Tutto il patrimonio francese classificato per regioni, dipartimenti e città

Moulin de Labarthe in Blasimon en Gironde

Patrimoine classé
Moulin fortifié
Moulin à eau
Gironde

Moulin de Labarthe in Blasimon

    1 Moulin de la Barthe Ouest
    33540 Blasimon
Moulin de Labarthe à Blasimon
Moulin de Labarthe à Blasimon
Moulin de Labarthe à Blasimon
Moulin de Labarthe à Blasimon
Moulin de Labarthe à Blasimon
Moulin de Labarthe à Blasimon
Moulin de Labarthe à Blasimon
Moulin de Labarthe à Blasimon
Moulin de Labarthe à Blasimon
Moulin de Labarthe à Blasimon
Moulin de Labarthe à Blasimon
Moulin de Labarthe à Blasimon
Moulin de Labarthe à Blasimon
Moulin de Labarthe à Blasimon
Moulin de Labarthe à Blasimon
Moulin de Labarthe à Blasimon
Moulin de Labarthe à Blasimon
Moulin de Labarthe à Blasimon
Crédit photo : Henry Salomé - Sous licence Creative Commons

Timeline

Bas Moyen Âge
Renaissance
Temps modernes
Révolution/Empire
XIXe siècle
Époque contemporaine
1400
1500
1600
1900
2000
XIVe siècle
Costruzione iniziale
XVe siècle
Aggiungere la torretta
11 avril 1926
Monumento storico
Aujourd'hui
Aujourd'hui

Patrimonio

Moulin : classificazione per decreto dell'11 aprile 1926

Dati chiave

Léo Drouyn - Storico e descrittivo In dettaglio la sua architettura e condizione.

Origine e storia

Labarthe Mill, situato a Blasimon en Gironde (New Aquitaine), è un mulino idraulico costruito nel XIV secolo. Originariamente apparteneva all'Abbazia di Blasimon ed era progettata come una casa forte, con un piano quadrato e sei livelli distinti. I 4° e 5° piani servirono come alloggiamento, mentre il 6°, con mâchicoulis, ospitava una strada rotonda. Una torretta di scale fu aggiunta nel XV secolo, cambiando leggermente l'aspetto originario. Il mulino era dotato di due ruote idrauliche: una orizzontale per fresatura e una verticale per la lavorazione di fogli. Disuso, è oggi una proprietà privata classificata come monumento storico dal 1926.

L'edificio, mai spazzolato, conserva il suo assetto esterno in pietra piccante, rivelandone l'autenticità medievale. Léo Drouyn, nella sua descrizione dettagliata, evidenzia il suo eccezionale stato di conservazione per un mulino del XIV secolo, nonostante la parziale ricostruzione della struttura. Il piano terra ospitava le ruote molatrici, mentre i piani superiori combinavano spazi abitativi, difese (omicidio, porta a muro stretta) e elementi domestici come camini e latrini. Il mulino è stato utilizzato sia per la produzione di farina che di fogli, riflettendo il suo duplice ruolo economico nella regione.

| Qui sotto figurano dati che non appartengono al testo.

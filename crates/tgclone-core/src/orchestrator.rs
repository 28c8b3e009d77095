//! Drives one clone run: collect, filter, transfer one message at a time.

use std::{
    path::{Path, PathBuf},
    sync::Arc,
};

use crate::{
    backoff::BackoffController,
    cancel::StopSignal,
    checkpoint::{Checkpoint, CheckpointStore},
    config::RunConfig,
    domain::SourceMessage,
    errors::Error,
    ledger::DedupLedger,
    ports::{ChannelProvider, ProgressNotifier},
    progress::{ProgressBoard, ProgressReporter, ProgressSnapshot, RunStatus},
    source::{IdRange, MessageSource},
    transfer::{TransferError, TransferExecutor, Transferred},
    utils::{FailureEvent, FailureLog},
    Result,
};

pub const LEDGER_FILE: &str = "sent_ids.txt";
pub const CHECKPOINT_FILE: &str = "checkpoint.json";
pub const PROGRESS_FILE: &str = "progress.json";
pub const LOCK_FILE: &str = "run.lock";
pub const FAILURE_FILE: &str = "errors.jsonl";

/// Files making up the persisted state of one target.
#[derive(Clone, Debug)]
pub struct RunPaths {
    pub ledger: PathBuf,
    pub checkpoint: PathBuf,
    pub progress: PathBuf,
    pub lock: PathBuf,
    pub failures: PathBuf,
}

impl RunPaths {
    pub fn new(state_dir: &Path) -> Self {
        Self {
            ledger: state_dir.join(LEDGER_FILE),
            checkpoint: state_dir.join(CHECKPOINT_FILE),
            progress: state_dir.join(PROGRESS_FILE),
            lock: state_dir.join(LOCK_FILE),
            failures: state_dir.join(FAILURE_FILE),
        }
    }
}

/// Everything a run needs, created per run. No ambient globals.
#[derive(Clone)]
pub struct RunContext {
    pub config: RunConfig,
    pub provider: Arc<dyn ChannelProvider>,
    pub notifier: Arc<dyn ProgressNotifier>,
    pub stop: StopSignal,
    pub board: ProgressBoard,
}

#[derive(Clone, Debug)]
pub struct RunOutcome {
    pub status: RunStatus,
    pub snapshot: ProgressSnapshot,
    pub checkpoint: Checkpoint,
    pub rate_limit_waits: u64,
}

pub struct Orchestrator {
    ctx: RunContext,
    paths: RunPaths,
}

impl Orchestrator {
    pub fn new(ctx: RunContext) -> Self {
        let paths = RunPaths::new(&ctx.config.state_dir);
        Self { ctx, paths }
    }

    pub fn paths(&self) -> &RunPaths {
        &self.paths
    }

    /// Run to a terminal state. The caller must hold the target's `RunLock`.
    ///
    /// Returns `Ok` for `Completed` and `Paused`; fatal failures move the board
    /// to `Error`, are reported, and are returned.
    pub async fn run(&self, range: IdRange) -> Result<RunOutcome> {
        let mut reporter = ProgressReporter::new(
            self.ctx.notifier.clone(),
            self.ctx.config.report,
            Some(self.paths.progress.clone()),
        );
        let mut backoff = BackoffController::new(self.ctx.config.backoff);

        self.ctx.board.begin();
        tracing::info!(
            source = self.ctx.config.source.0,
            target = self.ctx.config.target.0,
            range = %range,
            "clone run started"
        );

        match self.execute(range, &mut reporter, &mut backoff).await {
            Ok(outcome) => Ok(outcome),
            Err(e) => {
                tracing::error!(error = %e, "clone run failed");
                self.ctx.board.set_detail(e.to_string());
                let snap = self.ctx.board.transition(RunStatus::Error);
                reporter.report(&snap).await;
                Err(e)
            }
        }
    }

    async fn execute(
        &self,
        range: IdRange,
        reporter: &mut ProgressReporter,
        backoff: &mut BackoffController,
    ) -> Result<RunOutcome> {
        let cfg = &self.ctx.config;
        let board = &self.ctx.board;
        let failures = FailureLog::new(&self.paths.failures);

        let store = CheckpointStore::new(&self.paths.checkpoint);
        let mut checkpoint = match store.load()? {
            Some(cp) if cp.same_range(range.start, range.end) => cp,
            _ => Checkpoint::new(range.start, range.end),
        };
        let mut ledger = DedupLedger::open(&self.paths.ledger)?;

        // Collecting
        let source = MessageSource::new(self.ctx.provider.clone(), cfg.page_size);
        let fetched = source.fetch_ordered(cfg.source, range, backoff).await;
        let partial = fetched.is_partial();
        if let Some(err) = &fetched.error {
            log_failure(&failures, FailureEvent::enumeration(&err.to_string()));
            if fetched.messages.is_empty() {
                return Err(Error::Provider(err.clone()));
            }
            board.set_detail(format!("history enumeration incomplete: {err}"));
        }

        let collected = fetched.messages.len();
        let candidates: Vec<SourceMessage> = fetched
            .messages
            .into_iter()
            .filter(|m| !m.is_service() && !ledger.contains(m.id))
            .collect();
        tracing::info!(
            collected,
            pending = candidates.len(),
            already_sent = ledger.len(),
            partial,
            "candidate list ready"
        );

        board.set_total(candidates.len() as u64, partial);
        let snap = board.transition(RunStatus::Active);
        reporter.report(&snap).await;
        store.save(&checkpoint)?;

        // Active
        std::fs::create_dir_all(&cfg.temp_dir)?;
        let executor = TransferExecutor::new(self.ctx.provider.clone(), cfg.temp_dir.clone());
        for msg in &candidates {
            if self.ctx.stop.is_requested() {
                store.save(&checkpoint)?;
                board.set_current(format!("paused before message {}", msg.id));
                let snap = board.transition(RunStatus::Paused);
                tracing::info!(
                    last_confirmed = checkpoint.last_confirmed_id,
                    processed = snap.processed,
                    "stop requested, run paused"
                );
                reporter.report(&snap).await;
                return Ok(self.outcome(snap, checkpoint, backoff));
            }

            board.set_current(format!("message {}", msg.id));
            let result = loop {
                match executor.transfer(msg, cfg.target).await {
                    Err(TransferError::RateLimited(wait)) => backoff.wait(wait).await,
                    other => break other,
                }
            };

            let snap = match result {
                Ok(done) => {
                    if done.is_confirmed() {
                        ledger.record(msg.id)?;
                        checkpoint.confirm(msg.id);
                        store.save(&checkpoint)?;
                    }
                    if done == Transferred::Sent {
                        backoff.pace().await;
                    }
                    board.advance(done.is_confirmed(), false)
                }
                Err(e) => {
                    tracing::error!(message_id = msg.id.0, error = %e, "message transfer failed");
                    log_failure(&failures, FailureEvent::transfer(msg.id, &e.to_string()));
                    board.advance(false, true)
                }
            };
            reporter.maybe_report(&snap).await;
        }

        store.save(&checkpoint)?;
        // A stop that arrived during the last transfer still ends the run paused.
        if self.ctx.stop.is_requested() {
            board.set_current("paused after the last message");
            let snap = board.transition(RunStatus::Paused);
            tracing::info!(
                last_confirmed = checkpoint.last_confirmed_id,
                processed = snap.processed,
                "stop requested, run paused"
            );
            reporter.report(&snap).await;
            return Ok(self.outcome(snap, checkpoint, backoff));
        }

        board.set_current("done");
        let snap = board.transition(RunStatus::Completed);
        tracing::info!(
            delivered = snap.delivered,
            failed = snap.failed,
            total = snap.total,
            "clone run completed"
        );
        reporter.report(&snap).await;
        Ok(self.outcome(snap, checkpoint, backoff))
    }

    fn outcome(
        &self,
        snapshot: ProgressSnapshot,
        checkpoint: Checkpoint,
        backoff: &BackoffController,
    ) -> RunOutcome {
        RunOutcome {
            status: snapshot.status,
            snapshot,
            checkpoint,
            rate_limit_waits: backoff.rate_limit_waits(),
        }
    }
}

fn log_failure(log: &FailureLog, event: FailureEvent) {
    if let Err(e) = log.write(event) {
        tracing::warn!(path = %log.path().display(), error = %e, "failed to append failure log");
    }
}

Il sito è protetto da dispositivi difensivi, come aperture strette e mâchicoulis, dimostrando la sua importanza strategica. Nelle vicinanze, il Grand Moulin, risalente al XIII secolo e dipendente dal Castello di Blasimon, offre un altro esempio di architettura idraulica medievale, anche se meno ben conservata. I due mulini illustrano l'ingegnosità tecnica e l'organizzazione sociale del tempo, dove le abbazie e i signori locali hanno svolto un ruolo centrale nell'economia rurale, in particolare attraverso la gestione delle risorse idriche e la produzione artigianale.